Each line that holds the string "invariants" counts once. Say how many such lines the entries have, giving the number only.
↓↓↓
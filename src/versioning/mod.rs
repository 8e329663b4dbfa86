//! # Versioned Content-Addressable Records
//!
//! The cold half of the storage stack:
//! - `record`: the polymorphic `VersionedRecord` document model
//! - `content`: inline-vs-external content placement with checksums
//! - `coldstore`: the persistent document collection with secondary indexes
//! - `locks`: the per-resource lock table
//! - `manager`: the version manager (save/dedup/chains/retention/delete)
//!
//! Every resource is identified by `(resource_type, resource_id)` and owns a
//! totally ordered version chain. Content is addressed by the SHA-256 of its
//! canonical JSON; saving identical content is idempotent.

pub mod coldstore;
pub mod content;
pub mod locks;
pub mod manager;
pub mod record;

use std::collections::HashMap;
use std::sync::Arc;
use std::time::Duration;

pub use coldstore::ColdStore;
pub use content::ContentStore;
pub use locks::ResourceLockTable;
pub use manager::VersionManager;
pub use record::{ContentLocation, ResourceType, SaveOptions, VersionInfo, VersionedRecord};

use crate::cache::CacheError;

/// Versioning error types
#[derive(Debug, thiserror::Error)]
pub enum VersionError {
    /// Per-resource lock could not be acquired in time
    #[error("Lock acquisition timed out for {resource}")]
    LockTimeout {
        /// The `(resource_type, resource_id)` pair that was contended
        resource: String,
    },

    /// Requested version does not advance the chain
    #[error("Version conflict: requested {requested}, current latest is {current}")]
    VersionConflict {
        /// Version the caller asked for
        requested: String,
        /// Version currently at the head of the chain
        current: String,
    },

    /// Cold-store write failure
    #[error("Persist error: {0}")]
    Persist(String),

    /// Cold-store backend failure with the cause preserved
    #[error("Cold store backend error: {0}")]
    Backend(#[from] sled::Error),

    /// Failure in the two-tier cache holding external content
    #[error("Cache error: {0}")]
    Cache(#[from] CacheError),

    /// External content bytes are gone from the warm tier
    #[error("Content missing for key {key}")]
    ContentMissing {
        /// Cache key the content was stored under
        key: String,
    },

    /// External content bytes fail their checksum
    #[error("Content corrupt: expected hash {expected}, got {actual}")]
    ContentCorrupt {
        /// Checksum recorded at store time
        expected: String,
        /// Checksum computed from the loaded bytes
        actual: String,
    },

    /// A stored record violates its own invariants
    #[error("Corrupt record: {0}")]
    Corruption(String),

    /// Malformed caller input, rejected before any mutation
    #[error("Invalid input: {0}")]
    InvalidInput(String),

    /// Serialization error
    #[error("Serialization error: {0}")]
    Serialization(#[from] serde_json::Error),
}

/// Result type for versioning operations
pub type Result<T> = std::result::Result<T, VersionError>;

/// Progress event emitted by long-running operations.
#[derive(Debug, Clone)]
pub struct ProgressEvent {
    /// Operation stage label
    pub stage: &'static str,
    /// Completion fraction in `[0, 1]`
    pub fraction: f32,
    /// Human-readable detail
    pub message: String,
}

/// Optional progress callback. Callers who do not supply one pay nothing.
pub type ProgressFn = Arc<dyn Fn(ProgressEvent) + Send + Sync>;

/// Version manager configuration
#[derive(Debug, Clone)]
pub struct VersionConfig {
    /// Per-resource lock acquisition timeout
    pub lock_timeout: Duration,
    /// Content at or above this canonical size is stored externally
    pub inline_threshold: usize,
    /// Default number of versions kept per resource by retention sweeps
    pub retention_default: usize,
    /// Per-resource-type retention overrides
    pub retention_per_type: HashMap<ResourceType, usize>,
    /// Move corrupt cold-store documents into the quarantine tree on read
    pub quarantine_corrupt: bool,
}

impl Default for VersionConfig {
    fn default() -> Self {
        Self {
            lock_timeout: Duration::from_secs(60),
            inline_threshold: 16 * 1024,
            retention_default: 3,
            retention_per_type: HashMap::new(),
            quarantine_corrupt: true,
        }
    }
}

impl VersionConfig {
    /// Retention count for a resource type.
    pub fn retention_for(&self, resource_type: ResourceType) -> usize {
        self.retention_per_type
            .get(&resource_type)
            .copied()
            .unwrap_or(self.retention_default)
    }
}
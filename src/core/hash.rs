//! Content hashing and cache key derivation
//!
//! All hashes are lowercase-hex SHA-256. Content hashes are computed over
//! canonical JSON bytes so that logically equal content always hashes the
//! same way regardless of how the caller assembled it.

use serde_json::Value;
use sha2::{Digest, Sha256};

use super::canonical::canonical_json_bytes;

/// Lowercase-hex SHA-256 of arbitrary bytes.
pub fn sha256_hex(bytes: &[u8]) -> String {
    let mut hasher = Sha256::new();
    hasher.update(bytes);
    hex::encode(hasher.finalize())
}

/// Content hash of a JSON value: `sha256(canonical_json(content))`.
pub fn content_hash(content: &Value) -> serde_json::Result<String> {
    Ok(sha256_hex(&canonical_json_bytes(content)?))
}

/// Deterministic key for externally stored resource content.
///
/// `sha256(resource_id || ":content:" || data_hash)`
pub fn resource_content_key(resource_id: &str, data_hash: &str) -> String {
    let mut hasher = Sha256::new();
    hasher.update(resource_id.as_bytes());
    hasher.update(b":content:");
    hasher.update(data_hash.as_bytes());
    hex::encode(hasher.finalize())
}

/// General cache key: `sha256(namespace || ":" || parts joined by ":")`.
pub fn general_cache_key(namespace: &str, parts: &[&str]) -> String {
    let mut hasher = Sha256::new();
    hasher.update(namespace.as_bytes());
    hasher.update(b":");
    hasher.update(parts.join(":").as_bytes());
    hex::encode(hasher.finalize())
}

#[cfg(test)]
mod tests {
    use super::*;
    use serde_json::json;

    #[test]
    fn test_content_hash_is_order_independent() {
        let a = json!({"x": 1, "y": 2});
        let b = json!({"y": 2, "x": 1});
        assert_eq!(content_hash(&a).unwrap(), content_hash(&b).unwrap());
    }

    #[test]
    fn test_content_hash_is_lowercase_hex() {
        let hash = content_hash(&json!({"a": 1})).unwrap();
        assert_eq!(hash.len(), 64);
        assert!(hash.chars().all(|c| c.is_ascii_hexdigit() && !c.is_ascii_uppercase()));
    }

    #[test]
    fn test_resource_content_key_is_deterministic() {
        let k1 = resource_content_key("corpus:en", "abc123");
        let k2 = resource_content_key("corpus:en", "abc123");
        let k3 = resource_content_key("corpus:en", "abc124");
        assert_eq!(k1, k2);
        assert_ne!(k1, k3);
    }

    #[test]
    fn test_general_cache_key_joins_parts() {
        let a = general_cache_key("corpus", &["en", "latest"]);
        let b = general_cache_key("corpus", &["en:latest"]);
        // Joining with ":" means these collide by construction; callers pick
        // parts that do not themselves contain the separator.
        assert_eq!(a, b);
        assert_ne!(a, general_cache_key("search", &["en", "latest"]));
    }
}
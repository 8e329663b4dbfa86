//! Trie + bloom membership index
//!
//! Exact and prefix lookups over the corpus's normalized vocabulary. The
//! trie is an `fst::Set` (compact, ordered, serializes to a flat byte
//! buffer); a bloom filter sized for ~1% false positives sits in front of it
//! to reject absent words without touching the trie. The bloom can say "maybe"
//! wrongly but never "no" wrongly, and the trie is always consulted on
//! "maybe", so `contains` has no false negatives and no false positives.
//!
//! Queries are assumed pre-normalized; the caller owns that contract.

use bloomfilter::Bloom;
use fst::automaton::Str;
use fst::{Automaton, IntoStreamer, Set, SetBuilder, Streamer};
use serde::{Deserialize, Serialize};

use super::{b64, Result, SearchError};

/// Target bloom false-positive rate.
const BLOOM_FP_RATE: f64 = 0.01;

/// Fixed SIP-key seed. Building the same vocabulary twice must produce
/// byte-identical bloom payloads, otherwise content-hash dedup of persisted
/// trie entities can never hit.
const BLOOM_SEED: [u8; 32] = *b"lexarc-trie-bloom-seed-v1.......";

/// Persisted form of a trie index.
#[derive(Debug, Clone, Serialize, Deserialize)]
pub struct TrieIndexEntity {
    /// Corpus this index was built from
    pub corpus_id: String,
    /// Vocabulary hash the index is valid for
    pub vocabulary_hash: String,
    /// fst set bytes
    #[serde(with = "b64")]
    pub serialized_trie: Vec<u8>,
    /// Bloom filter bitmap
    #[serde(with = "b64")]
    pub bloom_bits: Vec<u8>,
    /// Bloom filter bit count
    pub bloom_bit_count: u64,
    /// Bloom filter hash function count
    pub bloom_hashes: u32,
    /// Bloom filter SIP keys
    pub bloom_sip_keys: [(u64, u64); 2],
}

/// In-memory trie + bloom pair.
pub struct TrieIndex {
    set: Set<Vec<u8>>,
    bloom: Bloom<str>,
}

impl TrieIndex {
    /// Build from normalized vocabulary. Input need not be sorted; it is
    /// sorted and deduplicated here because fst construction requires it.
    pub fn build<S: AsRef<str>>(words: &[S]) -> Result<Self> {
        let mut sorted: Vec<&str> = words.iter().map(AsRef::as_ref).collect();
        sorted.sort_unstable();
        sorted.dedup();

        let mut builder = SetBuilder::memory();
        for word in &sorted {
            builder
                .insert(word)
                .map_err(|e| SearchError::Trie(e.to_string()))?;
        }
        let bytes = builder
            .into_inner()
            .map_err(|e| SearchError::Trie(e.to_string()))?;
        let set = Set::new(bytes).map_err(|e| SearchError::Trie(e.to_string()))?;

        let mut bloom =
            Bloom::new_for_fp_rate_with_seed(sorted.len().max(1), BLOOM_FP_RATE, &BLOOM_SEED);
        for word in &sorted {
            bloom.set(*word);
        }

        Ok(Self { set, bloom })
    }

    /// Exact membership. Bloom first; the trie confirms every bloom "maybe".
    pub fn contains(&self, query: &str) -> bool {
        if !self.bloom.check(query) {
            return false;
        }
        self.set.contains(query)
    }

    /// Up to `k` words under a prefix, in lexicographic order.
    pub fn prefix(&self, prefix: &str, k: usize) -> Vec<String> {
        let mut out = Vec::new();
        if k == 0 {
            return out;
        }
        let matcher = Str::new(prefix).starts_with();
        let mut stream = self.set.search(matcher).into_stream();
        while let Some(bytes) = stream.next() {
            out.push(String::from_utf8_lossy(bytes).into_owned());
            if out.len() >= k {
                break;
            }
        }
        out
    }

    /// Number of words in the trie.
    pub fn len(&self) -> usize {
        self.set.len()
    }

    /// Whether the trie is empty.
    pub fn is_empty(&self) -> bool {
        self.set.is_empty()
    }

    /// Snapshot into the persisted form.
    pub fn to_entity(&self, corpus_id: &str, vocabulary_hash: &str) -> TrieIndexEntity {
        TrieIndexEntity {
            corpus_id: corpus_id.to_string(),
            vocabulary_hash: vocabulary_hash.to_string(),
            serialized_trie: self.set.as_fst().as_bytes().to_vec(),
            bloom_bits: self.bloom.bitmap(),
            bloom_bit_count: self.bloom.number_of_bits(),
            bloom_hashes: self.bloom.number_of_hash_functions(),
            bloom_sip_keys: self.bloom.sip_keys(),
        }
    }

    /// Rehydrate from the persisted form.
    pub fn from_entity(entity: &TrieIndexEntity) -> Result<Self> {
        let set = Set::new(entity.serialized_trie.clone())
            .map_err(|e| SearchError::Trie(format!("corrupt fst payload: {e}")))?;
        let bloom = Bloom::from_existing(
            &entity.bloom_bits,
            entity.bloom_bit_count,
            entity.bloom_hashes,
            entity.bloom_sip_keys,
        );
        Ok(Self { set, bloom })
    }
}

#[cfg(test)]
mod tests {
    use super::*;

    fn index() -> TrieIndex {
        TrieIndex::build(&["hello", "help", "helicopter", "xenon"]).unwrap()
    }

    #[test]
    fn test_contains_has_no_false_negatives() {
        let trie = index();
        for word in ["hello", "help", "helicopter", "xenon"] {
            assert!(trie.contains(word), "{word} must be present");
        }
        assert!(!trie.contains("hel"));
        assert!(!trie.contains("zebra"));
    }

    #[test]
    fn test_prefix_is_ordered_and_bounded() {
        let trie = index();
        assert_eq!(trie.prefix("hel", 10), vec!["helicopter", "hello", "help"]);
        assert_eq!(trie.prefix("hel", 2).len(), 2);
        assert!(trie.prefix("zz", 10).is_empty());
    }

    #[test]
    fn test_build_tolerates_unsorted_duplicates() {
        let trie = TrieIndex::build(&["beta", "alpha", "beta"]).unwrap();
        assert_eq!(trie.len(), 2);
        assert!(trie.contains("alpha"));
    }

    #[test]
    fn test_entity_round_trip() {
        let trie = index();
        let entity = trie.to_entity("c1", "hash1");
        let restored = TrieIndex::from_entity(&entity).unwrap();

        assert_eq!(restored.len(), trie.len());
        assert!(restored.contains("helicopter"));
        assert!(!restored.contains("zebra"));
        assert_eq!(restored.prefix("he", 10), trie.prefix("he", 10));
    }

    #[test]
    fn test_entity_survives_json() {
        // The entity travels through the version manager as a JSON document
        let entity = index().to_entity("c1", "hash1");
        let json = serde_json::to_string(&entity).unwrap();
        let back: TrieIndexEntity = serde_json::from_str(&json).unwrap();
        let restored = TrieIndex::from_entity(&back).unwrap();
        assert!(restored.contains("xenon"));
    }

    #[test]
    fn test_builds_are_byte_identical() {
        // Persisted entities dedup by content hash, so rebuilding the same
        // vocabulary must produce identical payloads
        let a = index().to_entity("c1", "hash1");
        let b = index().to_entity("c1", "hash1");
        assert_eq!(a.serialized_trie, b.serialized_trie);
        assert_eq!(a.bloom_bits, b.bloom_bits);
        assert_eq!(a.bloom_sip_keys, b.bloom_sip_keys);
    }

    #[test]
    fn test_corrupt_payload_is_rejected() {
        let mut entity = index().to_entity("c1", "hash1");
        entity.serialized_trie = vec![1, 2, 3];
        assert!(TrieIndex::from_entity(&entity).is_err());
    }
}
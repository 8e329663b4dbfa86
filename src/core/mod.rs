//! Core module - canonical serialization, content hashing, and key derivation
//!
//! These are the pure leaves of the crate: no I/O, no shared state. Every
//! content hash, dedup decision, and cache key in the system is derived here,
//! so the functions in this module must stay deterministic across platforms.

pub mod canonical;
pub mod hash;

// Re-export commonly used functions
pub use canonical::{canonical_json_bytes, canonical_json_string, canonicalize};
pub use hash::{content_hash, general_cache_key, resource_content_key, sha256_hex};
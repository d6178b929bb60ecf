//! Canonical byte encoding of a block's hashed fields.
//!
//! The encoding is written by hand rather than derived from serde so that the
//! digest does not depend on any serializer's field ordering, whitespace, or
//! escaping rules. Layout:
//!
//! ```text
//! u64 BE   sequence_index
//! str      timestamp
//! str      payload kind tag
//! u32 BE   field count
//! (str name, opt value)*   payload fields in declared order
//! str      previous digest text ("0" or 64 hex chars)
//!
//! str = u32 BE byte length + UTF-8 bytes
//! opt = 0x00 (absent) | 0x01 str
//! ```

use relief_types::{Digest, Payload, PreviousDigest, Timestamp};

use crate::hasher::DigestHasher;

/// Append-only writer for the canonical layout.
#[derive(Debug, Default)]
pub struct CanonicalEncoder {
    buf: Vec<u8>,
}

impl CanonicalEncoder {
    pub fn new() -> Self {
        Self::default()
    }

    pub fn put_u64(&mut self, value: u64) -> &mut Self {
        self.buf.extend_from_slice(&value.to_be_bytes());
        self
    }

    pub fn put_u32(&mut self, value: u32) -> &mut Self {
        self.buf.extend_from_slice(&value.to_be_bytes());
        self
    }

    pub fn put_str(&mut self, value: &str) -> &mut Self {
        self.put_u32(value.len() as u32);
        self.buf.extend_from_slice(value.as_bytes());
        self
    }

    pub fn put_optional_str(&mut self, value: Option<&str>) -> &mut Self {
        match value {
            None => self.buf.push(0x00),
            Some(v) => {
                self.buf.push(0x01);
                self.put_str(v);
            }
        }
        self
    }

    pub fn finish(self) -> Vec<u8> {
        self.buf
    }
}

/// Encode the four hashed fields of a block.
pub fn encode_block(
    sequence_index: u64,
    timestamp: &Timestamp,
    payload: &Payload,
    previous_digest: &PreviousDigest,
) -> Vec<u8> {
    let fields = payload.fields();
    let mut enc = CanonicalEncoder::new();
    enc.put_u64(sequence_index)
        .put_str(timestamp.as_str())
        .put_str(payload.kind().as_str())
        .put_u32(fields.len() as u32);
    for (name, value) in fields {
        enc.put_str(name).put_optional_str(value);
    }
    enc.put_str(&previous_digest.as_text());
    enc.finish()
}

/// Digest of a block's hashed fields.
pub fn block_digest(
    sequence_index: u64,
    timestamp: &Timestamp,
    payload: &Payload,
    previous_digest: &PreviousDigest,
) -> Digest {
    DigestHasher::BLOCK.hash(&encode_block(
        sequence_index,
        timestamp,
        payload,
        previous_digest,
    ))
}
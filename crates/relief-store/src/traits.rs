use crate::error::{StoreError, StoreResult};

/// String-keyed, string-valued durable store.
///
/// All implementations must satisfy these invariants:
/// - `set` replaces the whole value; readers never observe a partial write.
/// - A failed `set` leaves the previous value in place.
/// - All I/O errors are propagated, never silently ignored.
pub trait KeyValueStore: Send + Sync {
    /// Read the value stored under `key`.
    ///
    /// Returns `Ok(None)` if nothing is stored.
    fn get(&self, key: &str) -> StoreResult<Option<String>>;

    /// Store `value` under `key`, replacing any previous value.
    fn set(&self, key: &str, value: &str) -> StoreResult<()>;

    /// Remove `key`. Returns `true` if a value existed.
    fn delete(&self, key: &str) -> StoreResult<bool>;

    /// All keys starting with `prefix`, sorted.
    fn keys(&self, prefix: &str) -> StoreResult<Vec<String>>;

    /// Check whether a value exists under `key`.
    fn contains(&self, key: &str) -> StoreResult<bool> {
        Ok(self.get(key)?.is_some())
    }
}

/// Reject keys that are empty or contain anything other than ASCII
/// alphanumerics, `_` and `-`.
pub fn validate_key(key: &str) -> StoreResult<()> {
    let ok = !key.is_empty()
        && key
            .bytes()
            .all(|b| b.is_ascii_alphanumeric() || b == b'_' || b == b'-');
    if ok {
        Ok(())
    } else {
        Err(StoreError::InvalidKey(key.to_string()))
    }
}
↑↑↑
→ **RESULT OF THIS EXERCISE**
2